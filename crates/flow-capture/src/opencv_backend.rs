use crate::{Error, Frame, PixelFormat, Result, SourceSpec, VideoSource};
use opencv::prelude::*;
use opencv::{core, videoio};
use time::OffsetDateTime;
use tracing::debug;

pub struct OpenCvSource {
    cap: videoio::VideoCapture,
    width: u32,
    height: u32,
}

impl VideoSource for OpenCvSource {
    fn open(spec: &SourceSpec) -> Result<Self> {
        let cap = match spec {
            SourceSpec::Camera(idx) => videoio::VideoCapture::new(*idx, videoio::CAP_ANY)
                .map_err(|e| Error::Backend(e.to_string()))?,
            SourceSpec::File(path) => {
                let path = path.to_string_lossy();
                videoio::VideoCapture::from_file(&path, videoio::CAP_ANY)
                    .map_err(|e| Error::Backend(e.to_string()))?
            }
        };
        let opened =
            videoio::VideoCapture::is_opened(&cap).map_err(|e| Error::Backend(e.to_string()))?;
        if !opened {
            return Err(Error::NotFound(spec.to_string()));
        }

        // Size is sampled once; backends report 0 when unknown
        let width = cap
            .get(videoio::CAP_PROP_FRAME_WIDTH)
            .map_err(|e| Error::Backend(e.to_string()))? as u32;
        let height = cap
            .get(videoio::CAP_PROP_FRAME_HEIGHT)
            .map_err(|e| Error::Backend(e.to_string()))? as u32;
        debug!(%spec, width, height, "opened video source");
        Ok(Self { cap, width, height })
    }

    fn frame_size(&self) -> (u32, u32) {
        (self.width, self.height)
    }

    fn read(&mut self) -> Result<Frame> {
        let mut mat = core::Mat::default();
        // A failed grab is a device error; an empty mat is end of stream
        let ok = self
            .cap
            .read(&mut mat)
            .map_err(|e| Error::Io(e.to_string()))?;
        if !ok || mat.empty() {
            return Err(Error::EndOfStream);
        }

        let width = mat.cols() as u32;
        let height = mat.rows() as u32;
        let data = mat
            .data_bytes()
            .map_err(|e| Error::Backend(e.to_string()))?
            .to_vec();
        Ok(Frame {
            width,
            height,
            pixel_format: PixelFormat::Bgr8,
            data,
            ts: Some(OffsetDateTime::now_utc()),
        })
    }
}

---

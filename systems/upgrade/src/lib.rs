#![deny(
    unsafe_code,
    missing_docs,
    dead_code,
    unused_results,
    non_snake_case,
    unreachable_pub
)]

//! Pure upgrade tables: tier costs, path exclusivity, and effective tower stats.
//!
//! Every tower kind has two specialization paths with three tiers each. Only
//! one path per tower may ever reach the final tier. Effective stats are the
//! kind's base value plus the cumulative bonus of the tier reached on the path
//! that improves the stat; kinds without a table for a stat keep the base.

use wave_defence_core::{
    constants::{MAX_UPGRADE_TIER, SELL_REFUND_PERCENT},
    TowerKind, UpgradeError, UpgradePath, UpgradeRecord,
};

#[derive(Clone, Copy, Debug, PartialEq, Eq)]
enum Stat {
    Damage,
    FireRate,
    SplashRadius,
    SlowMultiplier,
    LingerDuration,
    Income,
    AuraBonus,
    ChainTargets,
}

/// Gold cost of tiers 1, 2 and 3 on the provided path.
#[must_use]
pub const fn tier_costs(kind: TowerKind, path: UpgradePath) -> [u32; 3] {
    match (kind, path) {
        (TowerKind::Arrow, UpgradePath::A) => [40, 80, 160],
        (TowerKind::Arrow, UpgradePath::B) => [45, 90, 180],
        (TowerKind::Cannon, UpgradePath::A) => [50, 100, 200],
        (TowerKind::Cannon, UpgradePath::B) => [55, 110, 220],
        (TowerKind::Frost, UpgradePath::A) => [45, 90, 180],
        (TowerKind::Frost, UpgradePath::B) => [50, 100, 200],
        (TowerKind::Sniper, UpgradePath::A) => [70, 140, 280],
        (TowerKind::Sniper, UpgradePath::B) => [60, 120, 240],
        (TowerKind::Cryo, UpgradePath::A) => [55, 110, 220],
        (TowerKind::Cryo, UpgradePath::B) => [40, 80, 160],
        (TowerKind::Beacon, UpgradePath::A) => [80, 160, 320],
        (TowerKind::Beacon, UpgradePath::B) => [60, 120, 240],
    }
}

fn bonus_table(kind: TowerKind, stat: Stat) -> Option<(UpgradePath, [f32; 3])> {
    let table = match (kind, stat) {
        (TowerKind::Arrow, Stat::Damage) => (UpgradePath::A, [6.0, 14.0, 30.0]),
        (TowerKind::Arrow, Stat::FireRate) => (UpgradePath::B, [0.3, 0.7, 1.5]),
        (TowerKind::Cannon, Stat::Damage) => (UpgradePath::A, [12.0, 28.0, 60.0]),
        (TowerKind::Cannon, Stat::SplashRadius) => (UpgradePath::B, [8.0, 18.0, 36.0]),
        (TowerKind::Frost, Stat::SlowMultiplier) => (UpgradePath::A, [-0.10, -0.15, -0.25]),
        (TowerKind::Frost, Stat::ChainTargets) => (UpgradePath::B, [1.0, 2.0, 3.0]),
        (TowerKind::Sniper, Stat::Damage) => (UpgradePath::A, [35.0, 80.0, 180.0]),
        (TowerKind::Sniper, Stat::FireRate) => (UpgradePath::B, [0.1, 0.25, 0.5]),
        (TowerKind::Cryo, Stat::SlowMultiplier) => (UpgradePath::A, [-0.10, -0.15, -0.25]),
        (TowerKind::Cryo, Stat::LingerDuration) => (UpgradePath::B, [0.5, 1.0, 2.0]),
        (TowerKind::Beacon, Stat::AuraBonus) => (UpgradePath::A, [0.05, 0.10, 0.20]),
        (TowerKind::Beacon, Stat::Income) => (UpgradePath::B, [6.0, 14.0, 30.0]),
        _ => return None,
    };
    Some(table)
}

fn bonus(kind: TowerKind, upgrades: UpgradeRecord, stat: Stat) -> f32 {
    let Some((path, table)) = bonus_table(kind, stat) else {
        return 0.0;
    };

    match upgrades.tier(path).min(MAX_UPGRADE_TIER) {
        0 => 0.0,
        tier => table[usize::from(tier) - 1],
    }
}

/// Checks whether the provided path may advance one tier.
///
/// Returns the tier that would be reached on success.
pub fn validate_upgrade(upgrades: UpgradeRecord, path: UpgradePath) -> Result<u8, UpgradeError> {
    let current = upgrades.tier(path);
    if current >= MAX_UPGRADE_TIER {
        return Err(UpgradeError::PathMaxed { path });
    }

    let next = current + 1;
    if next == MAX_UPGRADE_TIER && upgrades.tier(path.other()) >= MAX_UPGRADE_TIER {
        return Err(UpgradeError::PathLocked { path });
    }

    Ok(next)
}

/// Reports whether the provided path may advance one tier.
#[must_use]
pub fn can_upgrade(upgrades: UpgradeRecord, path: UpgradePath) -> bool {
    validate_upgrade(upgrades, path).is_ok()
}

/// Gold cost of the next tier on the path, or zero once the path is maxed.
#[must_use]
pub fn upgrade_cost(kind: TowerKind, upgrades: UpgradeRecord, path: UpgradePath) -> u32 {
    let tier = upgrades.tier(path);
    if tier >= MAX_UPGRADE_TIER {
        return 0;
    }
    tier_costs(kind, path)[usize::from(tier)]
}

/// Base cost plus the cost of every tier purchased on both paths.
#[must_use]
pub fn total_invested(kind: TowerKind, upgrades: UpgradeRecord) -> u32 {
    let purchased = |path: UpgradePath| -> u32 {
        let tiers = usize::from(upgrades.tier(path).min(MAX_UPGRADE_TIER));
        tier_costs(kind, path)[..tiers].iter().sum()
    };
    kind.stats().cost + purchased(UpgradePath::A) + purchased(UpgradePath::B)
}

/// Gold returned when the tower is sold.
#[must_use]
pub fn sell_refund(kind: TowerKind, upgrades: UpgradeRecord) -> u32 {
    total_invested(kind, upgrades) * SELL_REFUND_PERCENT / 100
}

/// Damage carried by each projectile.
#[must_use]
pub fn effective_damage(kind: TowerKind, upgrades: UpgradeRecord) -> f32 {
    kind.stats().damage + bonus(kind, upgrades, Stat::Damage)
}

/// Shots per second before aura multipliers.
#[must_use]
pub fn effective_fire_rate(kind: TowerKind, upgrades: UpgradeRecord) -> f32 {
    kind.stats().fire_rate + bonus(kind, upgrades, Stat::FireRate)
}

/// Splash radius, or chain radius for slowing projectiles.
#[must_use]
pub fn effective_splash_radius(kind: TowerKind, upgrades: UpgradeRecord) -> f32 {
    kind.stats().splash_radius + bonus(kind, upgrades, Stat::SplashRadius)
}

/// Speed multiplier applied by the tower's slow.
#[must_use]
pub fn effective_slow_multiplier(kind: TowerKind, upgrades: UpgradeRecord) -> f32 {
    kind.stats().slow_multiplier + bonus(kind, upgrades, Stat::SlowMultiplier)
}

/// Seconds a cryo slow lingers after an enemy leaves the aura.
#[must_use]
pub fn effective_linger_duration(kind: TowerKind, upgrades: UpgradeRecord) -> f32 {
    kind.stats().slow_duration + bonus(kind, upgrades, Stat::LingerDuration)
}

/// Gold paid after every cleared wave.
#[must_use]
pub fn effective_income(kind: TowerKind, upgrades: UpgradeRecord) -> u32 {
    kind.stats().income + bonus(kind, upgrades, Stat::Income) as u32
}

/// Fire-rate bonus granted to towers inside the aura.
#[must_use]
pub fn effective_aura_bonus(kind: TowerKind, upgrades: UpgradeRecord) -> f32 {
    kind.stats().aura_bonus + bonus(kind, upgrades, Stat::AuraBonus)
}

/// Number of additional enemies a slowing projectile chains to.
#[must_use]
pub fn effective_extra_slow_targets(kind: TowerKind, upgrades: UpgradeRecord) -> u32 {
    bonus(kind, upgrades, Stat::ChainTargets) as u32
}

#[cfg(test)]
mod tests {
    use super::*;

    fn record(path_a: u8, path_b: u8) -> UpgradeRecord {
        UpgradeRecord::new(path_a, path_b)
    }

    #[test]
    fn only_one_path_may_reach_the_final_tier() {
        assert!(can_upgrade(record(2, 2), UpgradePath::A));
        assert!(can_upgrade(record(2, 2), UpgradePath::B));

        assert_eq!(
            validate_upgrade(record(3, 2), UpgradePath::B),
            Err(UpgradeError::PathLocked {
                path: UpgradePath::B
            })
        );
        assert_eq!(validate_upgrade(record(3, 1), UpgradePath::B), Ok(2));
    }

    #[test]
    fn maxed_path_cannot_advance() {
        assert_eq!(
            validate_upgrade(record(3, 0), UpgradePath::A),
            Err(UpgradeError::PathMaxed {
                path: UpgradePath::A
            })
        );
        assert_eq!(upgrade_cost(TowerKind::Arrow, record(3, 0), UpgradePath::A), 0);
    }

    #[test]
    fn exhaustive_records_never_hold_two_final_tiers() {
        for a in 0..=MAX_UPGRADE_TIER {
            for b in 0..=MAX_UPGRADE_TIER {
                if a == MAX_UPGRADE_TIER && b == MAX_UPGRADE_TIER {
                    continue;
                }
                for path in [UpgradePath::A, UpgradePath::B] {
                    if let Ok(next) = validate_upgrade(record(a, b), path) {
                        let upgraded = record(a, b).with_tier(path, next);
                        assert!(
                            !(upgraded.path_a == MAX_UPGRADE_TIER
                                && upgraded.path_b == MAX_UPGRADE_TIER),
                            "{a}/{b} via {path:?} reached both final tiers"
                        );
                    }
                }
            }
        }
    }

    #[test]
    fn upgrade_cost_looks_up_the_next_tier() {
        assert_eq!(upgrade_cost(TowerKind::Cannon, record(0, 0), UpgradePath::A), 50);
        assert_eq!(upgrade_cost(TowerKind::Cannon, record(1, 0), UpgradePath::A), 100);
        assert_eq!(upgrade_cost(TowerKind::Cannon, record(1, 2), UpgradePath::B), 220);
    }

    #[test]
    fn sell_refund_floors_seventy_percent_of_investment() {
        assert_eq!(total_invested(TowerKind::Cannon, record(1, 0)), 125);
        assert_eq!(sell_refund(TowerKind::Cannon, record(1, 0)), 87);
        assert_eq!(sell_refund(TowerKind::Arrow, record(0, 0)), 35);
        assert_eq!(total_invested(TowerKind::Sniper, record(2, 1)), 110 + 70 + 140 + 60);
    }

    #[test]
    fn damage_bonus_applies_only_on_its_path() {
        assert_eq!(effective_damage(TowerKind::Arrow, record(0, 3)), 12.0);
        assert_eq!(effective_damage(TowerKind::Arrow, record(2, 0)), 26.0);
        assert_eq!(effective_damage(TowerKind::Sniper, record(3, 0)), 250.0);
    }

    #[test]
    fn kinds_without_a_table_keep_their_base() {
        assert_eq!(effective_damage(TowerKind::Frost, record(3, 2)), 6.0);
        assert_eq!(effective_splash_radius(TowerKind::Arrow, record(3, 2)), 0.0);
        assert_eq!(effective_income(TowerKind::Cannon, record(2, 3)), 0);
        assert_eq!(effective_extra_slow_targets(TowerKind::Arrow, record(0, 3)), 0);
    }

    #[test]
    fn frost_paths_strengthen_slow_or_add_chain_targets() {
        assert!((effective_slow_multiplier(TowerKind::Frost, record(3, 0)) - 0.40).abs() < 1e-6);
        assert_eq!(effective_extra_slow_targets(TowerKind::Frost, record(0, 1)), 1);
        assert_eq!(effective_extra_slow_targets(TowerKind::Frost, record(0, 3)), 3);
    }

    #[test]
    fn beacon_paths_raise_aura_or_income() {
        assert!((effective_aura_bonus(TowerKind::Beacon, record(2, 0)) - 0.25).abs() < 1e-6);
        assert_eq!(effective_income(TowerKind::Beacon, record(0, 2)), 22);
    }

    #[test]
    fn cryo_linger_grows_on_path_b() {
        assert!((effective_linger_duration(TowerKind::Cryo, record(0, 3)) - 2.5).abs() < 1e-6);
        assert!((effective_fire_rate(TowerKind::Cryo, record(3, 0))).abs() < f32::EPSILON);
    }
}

...

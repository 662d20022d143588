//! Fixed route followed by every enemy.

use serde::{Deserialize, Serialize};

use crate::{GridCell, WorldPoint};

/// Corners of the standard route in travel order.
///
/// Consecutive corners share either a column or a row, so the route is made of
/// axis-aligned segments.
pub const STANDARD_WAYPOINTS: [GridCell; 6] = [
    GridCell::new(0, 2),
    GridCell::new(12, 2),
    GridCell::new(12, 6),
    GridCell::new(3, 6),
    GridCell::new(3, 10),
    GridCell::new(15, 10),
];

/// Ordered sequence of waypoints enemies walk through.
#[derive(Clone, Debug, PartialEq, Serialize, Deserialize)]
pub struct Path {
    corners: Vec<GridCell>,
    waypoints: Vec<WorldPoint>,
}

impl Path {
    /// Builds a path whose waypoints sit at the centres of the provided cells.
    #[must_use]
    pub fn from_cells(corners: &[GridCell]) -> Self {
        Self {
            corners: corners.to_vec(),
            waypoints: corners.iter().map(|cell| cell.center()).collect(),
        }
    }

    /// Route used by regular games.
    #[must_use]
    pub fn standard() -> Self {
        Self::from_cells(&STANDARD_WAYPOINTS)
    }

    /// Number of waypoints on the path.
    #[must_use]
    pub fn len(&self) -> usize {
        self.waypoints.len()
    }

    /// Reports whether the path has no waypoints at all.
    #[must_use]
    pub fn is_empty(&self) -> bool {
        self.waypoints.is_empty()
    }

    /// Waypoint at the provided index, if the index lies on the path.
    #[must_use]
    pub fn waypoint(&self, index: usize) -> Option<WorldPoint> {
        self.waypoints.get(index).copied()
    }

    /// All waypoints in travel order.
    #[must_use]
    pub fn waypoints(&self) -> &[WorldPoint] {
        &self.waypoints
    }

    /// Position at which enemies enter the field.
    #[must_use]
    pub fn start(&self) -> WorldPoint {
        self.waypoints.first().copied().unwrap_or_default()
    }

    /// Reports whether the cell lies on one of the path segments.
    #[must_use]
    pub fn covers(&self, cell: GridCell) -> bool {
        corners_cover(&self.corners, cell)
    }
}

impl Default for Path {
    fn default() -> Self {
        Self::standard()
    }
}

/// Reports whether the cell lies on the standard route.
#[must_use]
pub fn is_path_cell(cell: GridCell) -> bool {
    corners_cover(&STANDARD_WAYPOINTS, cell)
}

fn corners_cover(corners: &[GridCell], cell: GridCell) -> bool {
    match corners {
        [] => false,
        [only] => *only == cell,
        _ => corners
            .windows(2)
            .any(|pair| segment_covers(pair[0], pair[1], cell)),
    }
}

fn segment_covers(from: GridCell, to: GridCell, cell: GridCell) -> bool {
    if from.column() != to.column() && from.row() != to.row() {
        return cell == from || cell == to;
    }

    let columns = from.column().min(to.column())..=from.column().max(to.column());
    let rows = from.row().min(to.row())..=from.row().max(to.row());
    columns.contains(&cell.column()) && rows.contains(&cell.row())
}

▶ **Work task**
In the listing above, how many lines include the string "PathMaxed"? Reply with the number alone.

▶ **Result**
2